Task goal:
Would you reproduce, without any alteration, the lines from the opening line of the entries through the line that has "let breakdown = state" in it?

Data records:

━━━━━━━━

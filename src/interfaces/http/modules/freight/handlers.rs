//! Freight quote REST API handlers

use std::sync::Arc;

use axum::{
    extract::{Path, State},
    http::StatusCode,
    Json,
};
use tracing::error;

use super::dto::{QuoteRequest, QuoteResponse};
use crate::application::PricingEngine;
use crate::domain::{DomainError, PricingRequest};
use crate::interfaces::http::common::{ApiResponse, ValidatedJson};
use crate::support::errors::ROUTE_NOT_FOUND_MESSAGE;

/// State shared by the freight routes
#[derive(Clone)]
pub struct FreightState {
    pub engine: Arc<PricingEngine>,
}

type ApiError = (StatusCode, Json<ApiResponse<()>>);

fn error_response(e: DomainError) -> ApiError {
    match e {
        DomainError::RouteNotFound => (
            StatusCode::NOT_FOUND,
            Json(ApiResponse::error(ROUTE_NOT_FOUND_MESSAGE)),
        ),
        DomainError::Validation(msg) => {
            (StatusCode::UNPROCESSABLE_ENTITY, Json(ApiResponse::error(msg)))
        }
        DomainError::Storage(msg) => {
            error!("Tariff storage failure: {}", msg);
            (
                StatusCode::INTERNAL_SERVER_ERROR,
                Json(ApiResponse::error("Tariff storage unavailable")),
            )
        }
    }
}

#[utoipa::path(
    post,
    path = "/api/v1/freight/quote",
    tag = "Freight",
    request_body = QuoteRequest,
    responses(
        (status = 200, description = "Itemized quote", body = ApiResponse<QuoteResponse>),
        (status = 400, description = "Malformed JSON"),
        (status = 404, description = "No tariff row for the route"),
        (status = 422, description = "Invalid request fields")
    )
)]
pub async fn quote(
    State(state): State<FreightState>,
    ValidatedJson(req): ValidatedJson<QuoteRequest>,
) -> Result<Json<ApiResponse<QuoteResponse>>, ApiError> {
    let request = PricingRequest::from(req);
    request.validate().map_err(error_response)?;

    let breakdown = state
        .engine
        .compute(&request)
        .await
        .map_err(error_response)?;
    Ok(Json(ApiResponse::success(breakdown.into())))
}

#[utoipa::path(
    get,
    path = "/api/v1/freight/regions",
    tag = "Freight",
    responses(
        (status = 200, description = "Region codes present in the tariff table", body = ApiResponse<Vec<String>>)
    )
)]
pub async fn list_regions(
    State(state): State<FreightState>,
) -> Result<Json<ApiResponse<Vec<String>>>, ApiError> {
    let regions = state.engine.regions().await.map_err(error_response)?;
    Ok(Json(ApiResponse::success(regions)))
}

#[utoipa::path(
    get,
    path = "/api/v1/freight/regions/{region}/classifications",
    tag = "Freight",
    params(("region" = String, Path, description = "Two-letter region code")),
    responses(
        (status = 200, description = "Classification labels; empty for an unknown region", body = ApiResponse<Vec<String>>)
    )
)]
pub async fn list_classifications(
    State(state): State<FreightState>,
    Path(region): Path<String>,
) -> Result<Json<ApiResponse<Vec<String>>>, ApiError> {
    let labels = state
        .engine
        .classifications(&region)
        .await
        .map_err(error_response)?;
    Ok(Json(ApiResponse::success(labels)))
}

#[cfg(test)]
mod tests {
    use super::*;

    #[test]
    fn route_not_found_maps_to_fixed_404() {
        let (status, Json(body)) = error_response(DomainError::RouteNotFound);
        assert_eq!(status, StatusCode::NOT_FOUND);
        assert_eq!(body.error.as_deref(), Some("freight route not found"));
    }

    #[test]
    fn storage_error_hides_details() {
        let (status, Json(body)) = error_response(DomainError::Storage("disk on fire".into()));
        assert_eq!(status, StatusCode::INTERNAL_SERVER_ERROR);
        assert!(!body.error.unwrap_or_default().contains("disk"));
    }

    #[test]
    fn validation_maps_to_422() {
        let (status, _) = error_response(DomainError::Validation("bad region".into()));
        assert_eq!(status, StatusCode::UNPROCESSABLE_ENTITY);
    }
}
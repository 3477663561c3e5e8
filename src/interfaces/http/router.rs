//! API router with Swagger UI

use std::sync::Arc;
use std::time::Instant;

use axum::{middleware, routing::get, routing::post, Router};
use metrics_exporter_prometheus::PrometheusHandle;
use sea_orm::DatabaseConnection;
use tower_http::cors::{Any, CorsLayer};
use tower_http::trace::TraceLayer;
use utoipa::OpenApi;
use utoipa_swagger_ui::SwaggerUi;

use crate::application::PricingEngine;
use crate::interfaces::http::common::ApiResponse;
use crate::interfaces::http::modules::freight::{self, FreightState};
use crate::interfaces::http::modules::health::{self, HealthState};
use crate::interfaces::http::modules::metrics::{
    http_metrics_middleware, prometheus_metrics, MetricsState,
};
use crate::interfaces::http::modules::request_id::request_id_middleware;

/// OpenAPI documentation
#[derive(OpenApi)]
#[openapi(
    paths(
        health::health_check,
        freight::quote,
        freight::list_regions,
        freight::list_classifications,
    ),
    components(
        schemas(
            ApiResponse<freight::QuoteResponse>,
            ApiResponse<Vec<String>>,
            freight::QuoteRequest,
            freight::QuoteResponse,
            health::HealthResponse,
            health::ComponentHealth,
        )
    ),
    tags(
        (name = "Health", description = "Service health check"),
        (name = "Freight", description = "Freight quotes and tariff route lookups"),
    ),
    info(
        title = "Freight Pricing API",
        version = "1.0.0",
        description = "Itemized freight quotes from a route tariff table"
    )
)]
pub struct ApiDoc;

/// Build the HTTP router.
///
/// `db` feeds the health probe; pass `None` when tariffs come from memory.
/// `/metrics` is mounted only when a Prometheus handle is supplied.
pub fn create_api_router(
    engine: Arc<PricingEngine>,
    db: Option<DatabaseConnection>,
    prometheus: Option<PrometheusHandle>,
) -> Router {
    let freight_routes = Router::new()
        .route("/quote", post(freight::quote))
        .route("/regions", get(freight::list_regions))
        .route(
            "/regions/{region}/classifications",
            get(freight::list_classifications),
        )
        .with_state(FreightState { engine });

    let health_routes = Router::new()
        .route("/health", get(health::health_check))
        .with_state(HealthState {
            db,
            started_at: Arc::new(Instant::now()),
        });

    let cors = CorsLayer::new()
        .allow_origin(Any)
        .allow_methods(Any)
        .allow_headers(Any);

    let mut router = Router::new()
        .merge(SwaggerUi::new("/docs").url("/api-doc/openapi.json", ApiDoc::openapi()))
        .merge(health_routes)
        .nest("/api/v1/freight", freight_routes);

    if let Some(handle) = prometheus {
        router = router.merge(
            Router::new()
                .route("/metrics", get(prometheus_metrics))
                .with_state(MetricsState { handle }),
        );
    }

    router
        .layer(middleware::from_fn(http_metrics_middleware))
        .layer(middleware::from_fn(request_id_middleware))
        .layer(cors)
        .layer(TraceLayer::new_for_http())
}
//! Shared HTTP types: response envelope and validated extractor

mod validated_json;

pub use validated_json::{ValidatedJson, ValidatedJsonRejection};

use serde::Serialize;
use utoipa::ToSchema;

/// Envelope for every JSON response
#[derive(Debug, Serialize, ToSchema)]
pub struct ApiResponse<T> {
    /// `true` when the request succeeded
    pub success: bool,
    /// Payload; `null` on error
    pub data: Option<T>,
    /// Error description; omitted on success
    #[serde(skip_serializing_if = "Option::is_none")]
    pub error: Option<String>,
}

impl<T> ApiResponse<T> {
    pub fn success(data: T) -> Self {
        Self {
            success: true,
            data: Some(data),
            error: None,
        }
    }

    pub fn error(message: impl Into<String>) -> Self {
        Self {
            success: false,
            data: None,
            error: Some(message.into()),
        }
    }
}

━━━━━━━━

Solution:
filename src/interfaces/http/modules/freight/handlers.rs
//! Freight quote REST API handlers

use std::sync::Arc;

use axum::{
    extract::{Path, State},
    http::StatusCode,
    Json,
};
use tracing::error;

use super::dto::{QuoteRequest, QuoteResponse};
use crate::application::PricingEngine;
use crate::domain::{DomainError, PricingRequest};
use crate::interfaces::http::common::{ApiResponse, ValidatedJson};
use crate::support::errors::ROUTE_NOT_FOUND_MESSAGE;

/// State shared by the freight routes
#[derive(Clone)]
pub struct FreightState {
    pub engine: Arc<PricingEngine>,
}

type ApiError = (StatusCode, Json<ApiResponse<()>>);

fn error_response(e: DomainError) -> ApiError {
    match e {
        DomainError::RouteNotFound => (
            StatusCode::NOT_FOUND,
            Json(ApiResponse::error(ROUTE_NOT_FOUND_MESSAGE)),
        ),
        DomainError::Validation(msg) => {
            (StatusCode::UNPROCESSABLE_ENTITY, Json(ApiResponse::error(msg)))
        }
        DomainError::Storage(msg) => {
            error!("Tariff storage failure: {}", msg);
            (
                StatusCode::INTERNAL_SERVER_ERROR,
                Json(ApiResponse::error("Tariff storage unavailable")),
            )
        }
    }
}

#[utoipa::path(
    post,
    path = "/api/v1/freight/quote",
    tag = "Freight",
    request_body = QuoteRequest,
    responses(
        (status = 200, description = "Itemized quote", body = ApiResponse<QuoteResponse>),
        (status = 400, description = "Malformed JSON"),
        (status = 404, description = "No tariff row for the route"),
        (status = 422, description = "Invalid request fields")
    )
)]
pub async fn quote(
    State(state): State<FreightState>,
    ValidatedJson(req): ValidatedJson<QuoteRequest>,
) -> Result<Json<ApiResponse<QuoteResponse>>, ApiError> {
    let request = PricingRequest::from(req);
    request.validate().map_err(error_response)?;

    let breakdown = state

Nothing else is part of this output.